No evidence for seasonal variation was found for any of the outcomes: acute cesarean delivery due to dystocia (p = 0.44); instrumental vaginal delivery due to dystocia (p = 0.69); oxytocin augmentation due to dystocia (p = 0.46); and overall dystocia (p = 0.91).


No seasonal variation in the incidence of dystocia was observed in a large cohort of Danish women. This may reflect no association between vitamin D and dystocia, or alternatively that other factors with seasonal variation and influence on the occurrence of dystocia attenuate such an association.

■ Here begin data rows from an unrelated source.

#[cfg(test)]
mod tests {
    use std::time::Duration;

    use async_trait::async_trait;
    use futures::future::join_all;

    use super::*;
    use crate::dispatch::{Failure, MemoryOperations, Payload};
    use crate::geo::{Direction, Distance, Location};
    use crate::model::{Blake3Hasher, PasswordHasher, QueryBuilder, Trip, User};

    fn node(name: &str) -> Arc<ServiceNode> {
        node_with(name, Arc::new(MemoryOperations::new()))
    }

    fn node_with(name: &str, provider: Arc<dyn Operations>) -> Arc<ServiceNode> {
        ServiceNode::spawn(NodeInfo::new(name), provider, NodeConfig::default())
    }

    fn milan() -> Location {
        Location::with_coordinates("Milano", 45.4642, 9.19)
    }

    fn registered(username: &str, password: &str) -> User {
        let mut user = User::with_username(username, username);
        user.set_password(&Blake3Hasher::new(), password);
        user
    }

    async fn attach(node: &ServiceNode, username: &str) -> NodeID {
        let user = UserNode::new(username);
        let id = user.id();
        node.add_user(user).await;
        id
    }

    #[tokio::test]
    async fn neighbours_are_symmetric_and_idempotent() {
        let (a, b) = (node("a"), node("b"));

        assert!(a.add_neighbour(&b).await);
        assert!(a.has_neighbour(&b.id()).await);
        assert!(b.has_neighbour(&a.id()).await);

        assert!(!a.add_neighbour(&b).await);
        assert!(!b.add_neighbour(&a).await);
        assert_eq!(a.num_neighbours().await, 1);
        assert_eq!(b.num_neighbours().await, 1);
        assert_eq!(a.neighbours().await, vec![(b.id(), "b".to_string())]);
    }

    #[tokio::test]
    async fn no_self_loops() {
        let a = node("a");

        assert!(!a.add_neighbour(&a).await);
        assert_eq!(a.num_neighbours().await, 0);
    }

    #[tokio::test]
    async fn removal_is_symmetric() {
        let (a, b, c) = (node("a"), node("b"), node("c"));
        a.add_neighbour(&b).await;
        a.add_neighbour(&c).await;

        assert!(b.remove_neighbour(&a).await);
        assert!(!a.has_neighbour(&b.id()).await);
        assert!(!b.has_neighbour(&a.id()).await);
        assert!(a.has_neighbour(&c.id()).await);
        assert!(!b.remove_neighbour(&a).await);
    }

    #[tokio::test]
    async fn concurrent_topology_changes_stay_consistent() {
        let hub = node("hub");
        let spokes: Vec<_> = (0..20).map(|i| node(&format!("spoke-{i}"))).collect();

        join_all(spokes.iter().enumerate().map(|(i, spoke)| {
            let hub = hub.clone();
            async move {
                // half connect from each side, at the same time
                if i % 2 == 0 {
                    hub.add_neighbour(spoke).await
                } else {
                    spoke.add_neighbour(&hub).await
                }
            }
        }))
        .await;
        join_all((0..50).map(|i| hub.add_user(UserNode::new(format!("user-{}", i % 25))))).await;

        assert_eq!(hub.num_neighbours().await, 20);
        for spoke in &spokes {
            assert!(spoke.has_neighbour(&hub.id()).await);
        }
        assert_eq!(hub.num_users().await, 25);
    }

    #[tokio::test]
    async fn local_users() {
        let a = node("a");
        let mario = UserNode::new("mario");

        assert!(a.add_user(mario.clone()).await);
        assert!(!a.add_user(mario.clone()).await);
        assert!(a.has_user(&mario.id()).await);
        assert_eq!(a.local_users().await, vec![mario.clone()]);

        assert_eq!(a.remove_user(&mario.id()).await, Some(mario.clone()));
        assert!(!a.has_user(&mario.id()).await);
        assert_eq!(a.remove_user(&mario.id()).await, None);
    }

    #[tokio::test]
    async fn join_through_hosting_node() {
        let ops = Arc::new(MemoryOperations::new());
        ops.register_user(registered("mario", "pw")).await;
        let a = node_with("a", ops.clone());
        let b = node("b");
        a.add_neighbour(&b).await;
        let mario = attach(&a, "mario").await;
        let hasher = Blake3Hasher::new();

        let reply = a
            .submit(&mario, Command::join("mario", hasher.hash("pw")).to(a.id()))
            .await
            .unwrap();
        assert_eq!(
            reply.outcome,
            Outcome::Success(Payload::LoginOk { username: "mario".into() })
        );
        assert_eq!(reply.served_by, a.id());
        assert_eq!(reply.root_sender, Some(a.id()));
        assert!(ops.is_online("mario").await);

        let reply = a
            .submit(&mario, Command::join("mario", hasher.hash("guess")).to(a.id()))
            .await
            .unwrap();
        assert!(matches!(
            reply.outcome,
            Outcome::Failure(Failure::OperationFailed(_))
        ));
    }

    #[tokio::test]
    async fn search_through_node_respects_range() {
        let a = node("a");
        let mario = attach(&a, "mario").await;
        let submit = |command: Command| a.submit(&mario, command.to(a.id()));
        let trip = |km: f64| {
            Trip::builder()
                .owner("mario")
                .departure(milan().offset(&Distance::from_kilometers(km), Direction::East))
                .arrival(Location::with_coordinates("Bergamo", 45.6983, 9.6773))
                .build()
        };

        submit(Command::register_user(registered("mario", "pw"))).await.unwrap();
        submit(Command::insert_trip(trip(5.))).await.unwrap();
        submit(Command::insert_trip(trip(15.))).await.unwrap();
        let query = QueryBuilder::builder()
            .range_km(10.)
            .departure(milan())
            .build();
        let query_id = query.id();

        let reply = submit(Command::search_trip(query)).await.unwrap();
        match reply.outcome {
            Outcome::Success(Payload::TripsFound { query_id: id, trips }) => {
                assert_eq!(id, query_id);
                assert_eq!(trips.iter().map(|t| t.id).collect::<Vec<_>>(), vec![1]);
            }
            other => panic!("unexpected outcome {:?}", other),
        }
    }

    #[tokio::test]
    async fn command_is_relayed_to_the_receiver() {
        let ops = Arc::new(MemoryOperations::new());
        ops.register_user(registered("mario", "pw")).await;
        let a = node("a");
        let b = node_with("b", ops.clone());
        a.add_neighbour(&b).await;
        let mario = attach(&a, "mario").await;

        let command = Command::join("mario", Blake3Hasher::new().hash("pw")).to(b.id());
        let command_id = command.id();
        let reply = a.submit(&mario, command).await.unwrap();

        assert_eq!(reply.command_id, command_id);
        assert_eq!(reply.served_by, b.id());
        assert_eq!(reply.root_sender, Some(a.id()));
        assert!(reply.outcome.is_success());
        assert!(ops.is_online("mario").await);
    }

    #[tokio::test]
    async fn relay_crosses_several_hops() {
        let ops = Arc::new(MemoryOperations::new());
        let (a, b, c, d) = (node("a"), node("b"), node("c"), node_with("d", ops.clone()));
        // a - b - c - d, plus a dead end a - x
        let x = node("x");
        a.add_neighbour(&x).await;
        a.add_neighbour(&b).await;
        b.add_neighbour(&c).await;
        c.add_neighbour(&d).await;
        let mario = attach(&a, "mario").await;

        let reply = a
            .submit(&mario, Command::register_user(registered("mario", "pw")).to(d.id()))
            .await
            .unwrap();

        assert_eq!(reply.served_by, d.id());
        assert_eq!(reply.root_sender, Some(a.id()));
        assert_eq!(reply.outcome, Outcome::Success(Payload::UserRegistered { user_id: 1 }));
    }

    #[tokio::test]
    async fn hop_limit_stops_relaying() {
        let provider: Arc<dyn Operations> = Arc::new(MemoryOperations::new());
        let config = NodeConfig::builder().max_hops(1).build();
        let spawn = |name: &str| {
            ServiceNode::spawn(NodeInfo::new(name), provider.clone(), config.clone())
        };
        let (a, b, c) = (spawn("a"), spawn("b"), spawn("c"));
        a.add_neighbour(&b).await;
        b.add_neighbour(&c).await;
        let mario = attach(&a, "mario").await;

        let result = a.submit(&mario, Command::unjoin("mario").to(c.id())).await;
        assert_eq!(result.unwrap_err(), DispatchError::NoRoute(c.id()));

        let result = a.submit(&mario, Command::unjoin("mario").to(b.id())).await;
        assert!(result.is_ok());
    }

    #[tokio::test]
    async fn submit_checks() {
        let (a, b) = (node("a"), node("b"));
        a.add_neighbour(&b).await;
        let mario = attach(&a, "mario").await;

        assert_eq!(
            a.submit(&UserNode::new("luca").id(), Command::unjoin("luca").to(a.id()))
                .await
                .unwrap_err(),
            DispatchError::NotLocalUser
        );
        assert_eq!(
            a.submit(&mario, Command::unjoin("mario")).await.unwrap_err(),
            DispatchError::NoReceiver
        );
        let nowhere = node_id("nowhere");
        assert_eq!(
            a.submit(&mario, Command::unjoin("mario").to(nowhere))
                .await
                .unwrap_err(),
            DispatchError::NoRoute(nowhere)
        );
    }

    #[tokio::test]
    async fn dropped_neighbour_is_unreachable() {
        let (a, b) = (node("a"), node("b"));
        a.add_neighbour(&b).await;
        let mario = attach(&a, "mario").await;
        let target = b.id();
        drop(b);

        let result = a.submit(&mario, Command::unjoin("mario").to(target)).await;
        assert_eq!(result.unwrap_err(), DispatchError::NodeGone);
    }

    struct Stalled;

    #[async_trait]
    impl Operations for Stalled {
        async fn join(&self, _username: &str, _password_hash: &str) -> Outcome {
            tokio::time::sleep(Duration::from_secs(3600)).await;
            Outcome::failed("too late")
        }
    }

    #[tokio::test]
    async fn slow_neighbour_times_out() {
        let config = NodeConfig::builder()
            .forward_timeout(Duration::from_millis(50))
            .build();
        let a = ServiceNode::spawn(
            NodeInfo::new("a"),
            Arc::new(MemoryOperations::new()),
            config,
        );
        let b = node_with("b", Arc::new(Stalled));
        a.add_neighbour(&b).await;
        let mario = attach(&a, "mario").await;

        let result = a.submit(&mario, Command::join("mario", "x").to(b.id())).await;
        assert_eq!(result.unwrap_err(), DispatchError::Timeout);
    }

    #[tokio::test]
    async fn relays_only_from_neighbours() {
        let (a, b) = (node("a"), node("b"));
        let frame = Command::unjoin("mario").to(b.id()).into_frame();
        let buf = wire::encode(&frame, false).unwrap();

        assert_eq!(
            b.accept_forwarded(a.id(), &buf).await.unwrap_err(),
            DispatchError::NotNeighbour
        );
    }

    #[tokio::test]
    async fn interleaved_add_and_remove_stay_symmetric() {
        let (a, b) = (node("a"), node("b"));
        a.add_neighbour(&b).await;

        // queue a removal and then an add behind b's lock
        let held = b.state.write().await;
        let remove = tokio::spawn({
            let (a, b) = (a.clone(), b.clone());
            async move { b.remove_neighbour(&a).await }
        });
        tokio::time::sleep(Duration::from_millis(10)).await;
        let add = tokio::spawn({
            let (a, b) = (a.clone(), b.clone());
            async move { a.add_neighbour(&b).await }
        });
        tokio::time::sleep(Duration::from_millis(10)).await;
        drop(held);

        assert!(remove.await.unwrap());
        assert!(add.await.unwrap());
        assert!(a.has_neighbour(&b.id()).await);
        assert!(b.has_neighbour(&a.id()).await);
    }

    #[tokio::test]
    async fn churn_on_one_pair_stays_symmetric() {
        let (a, b) = (node("a"), node("b"));

        join_all((0..64).map(|i| {
            let (a, b) = (a.clone(), b.clone());
            async move {
                match i % 4 {
                    0 => a.add_neighbour(&b).await,
                    1 => b.remove_neighbour(&a).await,
                    2 => b.add_neighbour(&a).await,
                    _ => a.remove_neighbour(&b).await,
                }
            }
        }))
        .await;

        assert_eq!(a.has_neighbour(&b.id()).await, b.has_neighbour(&a.id()).await);
        assert_eq!(a.num_neighbours().await, b.num_neighbours().await);
    }

    #[tokio::test]
    async fn unreachable_target_in_a_dense_mesh() {
        let config = NodeConfig::builder()
            .forward_timeout(Duration::from_millis(500))
            .build();
        let mesh: Vec<_> = (0..6)
            .map(|i| {
                ServiceNode::spawn(
                    NodeInfo::new(format!("n{i}")),
                    Arc::new(MemoryOperations::new()),
                    config.clone(),
                )
            })
            .collect();
        for (i, a) in mesh.iter().enumerate() {
            for b in &mesh[i + 1..] {
                a.add_neighbour(b).await;
            }
        }
        let mario = attach(&mesh[0], "mario").await;
        let nowhere = node_id("nowhere");

        let started = tokio::time::Instant::now();
        let result = mesh[0]
            .submit(&mario, Command::unjoin("mario").to(nowhere))
            .await;

        assert_eq!(result.unwrap_err(), DispatchError::NoRoute(nowhere));
        assert!(started.elapsed() < config.forward_timeout);
    }

    #[tokio::test]
    async fn repeated_command_is_turned_away() {
        let (a, b) = (node("a"), node("b"));
        a.add_neighbour(&b).await;
        let frame = Command::unjoin("mario").to(b.id()).into_frame();
        let buf = wire::encode(&frame, false).unwrap();

        assert!(b.accept_forwarded(a.id(), &buf).await.is_ok());
        assert_eq!(
            b.accept_forwarded(a.id(), &buf).await.unwrap_err(),
            DispatchError::NoRoute(b.id())
        );
    }

    #[test]
    fn seen_commands_are_bounded() {
        let mut state = PeerState::default();

        assert!(state.remember(1, 2));
        assert!(!state.remember(1, 2));
        assert!(state.remember(2, 2));
        assert!(state.remember(3, 2));
        // 1 fell out of the window
        assert!(state.remember(1, 2));
        assert_eq!(state.seen.len(), 2);
    }

    #[tokio::test]
    async fn broken_direct_link_falls_back_to_other_paths() {
        let ops = Arc::new(MemoryOperations::new());
        let (a, b, c) = (node("a"), node_with("b", ops.clone()), node("c"));
        a.add_neighbour(&c).await;
        c.add_neighbour(&b).await;
        // a believes it still has a direct link to b, but that inbox is gone
        let (dead, _) = mpsc::unbounded_channel();
        a.state.write().await.neighbours.insert(
            b.id(),
            PeerLink {
                id: b.id(),
                name: "b".into(),
                inbox: dead,
            },
        );
        let mario = attach(&a, "mario").await;

        let reply = a
            .submit(&mario, Command::register_user(registered("mario", "pw")).to(b.id()))
            .await
            .unwrap();

        assert_eq!(reply.served_by, b.id());
        assert!(reply.outcome.is_success());
    }
}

Dystocia is defined as slow, abnormal progression of labor [1], [2], [3]. It is the result of problems related to either the passenger, such as abnormal fetal presentation; the passage, such as absolute or relative cephalopelvic disproportion; or the power, such as insufficient uterine activity [1].Known risk factors for dystocia include nulliparity, labor induction, high maternal age, short stature [1], [4], [5], postterm gestation, high birth weight and abnormal vertex presentation. [4], [5]. It is also debated whether epidural analgesia itself may cause dystocia [4], [5], [6], [7], [8]. Sub-fecundity, which has increased due to the higher age of nulliparous women, may also play a role, as failure to progress is frequently observed in pregnancies achieved by assisted reproductive technology. [5], [9]. Despite the liberal use of oxytocin augmentation, pregnancies complicated by dystocia often end with assisted deliveries, including forceps, vacuum or, commonly, caesarean section. It is estimated that dystocia accounts directly or indirectly for up to 30–60% of all caesarean deliveries in the United States [3], [10], [11].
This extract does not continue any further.